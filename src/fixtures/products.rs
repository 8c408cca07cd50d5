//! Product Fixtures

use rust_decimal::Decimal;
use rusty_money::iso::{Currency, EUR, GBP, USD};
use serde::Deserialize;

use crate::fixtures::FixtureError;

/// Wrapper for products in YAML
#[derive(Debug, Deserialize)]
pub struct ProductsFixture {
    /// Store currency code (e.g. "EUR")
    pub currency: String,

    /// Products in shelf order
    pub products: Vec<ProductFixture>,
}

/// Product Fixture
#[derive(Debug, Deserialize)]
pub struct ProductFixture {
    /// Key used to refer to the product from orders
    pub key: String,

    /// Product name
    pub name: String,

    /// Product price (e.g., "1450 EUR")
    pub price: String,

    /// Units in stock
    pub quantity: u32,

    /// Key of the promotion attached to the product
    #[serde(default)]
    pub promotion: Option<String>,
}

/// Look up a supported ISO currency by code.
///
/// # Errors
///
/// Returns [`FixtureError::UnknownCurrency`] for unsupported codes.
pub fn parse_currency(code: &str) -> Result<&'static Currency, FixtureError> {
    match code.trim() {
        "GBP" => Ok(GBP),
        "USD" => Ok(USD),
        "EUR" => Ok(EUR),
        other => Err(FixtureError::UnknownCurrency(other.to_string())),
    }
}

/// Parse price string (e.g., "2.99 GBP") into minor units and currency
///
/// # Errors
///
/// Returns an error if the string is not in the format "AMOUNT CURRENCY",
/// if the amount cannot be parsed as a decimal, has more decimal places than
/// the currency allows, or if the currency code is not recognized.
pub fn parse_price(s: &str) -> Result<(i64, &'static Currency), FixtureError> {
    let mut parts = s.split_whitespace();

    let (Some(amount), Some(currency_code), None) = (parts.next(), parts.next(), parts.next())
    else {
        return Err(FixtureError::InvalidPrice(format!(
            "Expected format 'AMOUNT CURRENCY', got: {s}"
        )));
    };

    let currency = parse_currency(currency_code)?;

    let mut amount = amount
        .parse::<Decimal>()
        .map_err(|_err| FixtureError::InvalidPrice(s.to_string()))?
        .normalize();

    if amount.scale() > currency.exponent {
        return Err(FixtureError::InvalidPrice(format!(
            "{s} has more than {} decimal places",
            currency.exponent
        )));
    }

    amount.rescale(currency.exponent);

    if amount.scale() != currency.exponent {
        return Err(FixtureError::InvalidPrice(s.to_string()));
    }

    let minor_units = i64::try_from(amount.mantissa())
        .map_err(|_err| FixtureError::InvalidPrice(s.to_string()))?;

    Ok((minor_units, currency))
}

▶ **Task statement**
Lines of the material in which the word "format" occurs are to be copied out.

▶ **Problem solution**
/// Returns an error if the string is not in the format "AMOUNT CURRENCY",
        return Err(FixtureError::InvalidPrice(format!(
            "Expected format 'AMOUNT CURRENCY', got: {s}"
        return Err(FixtureError::InvalidPrice(format!(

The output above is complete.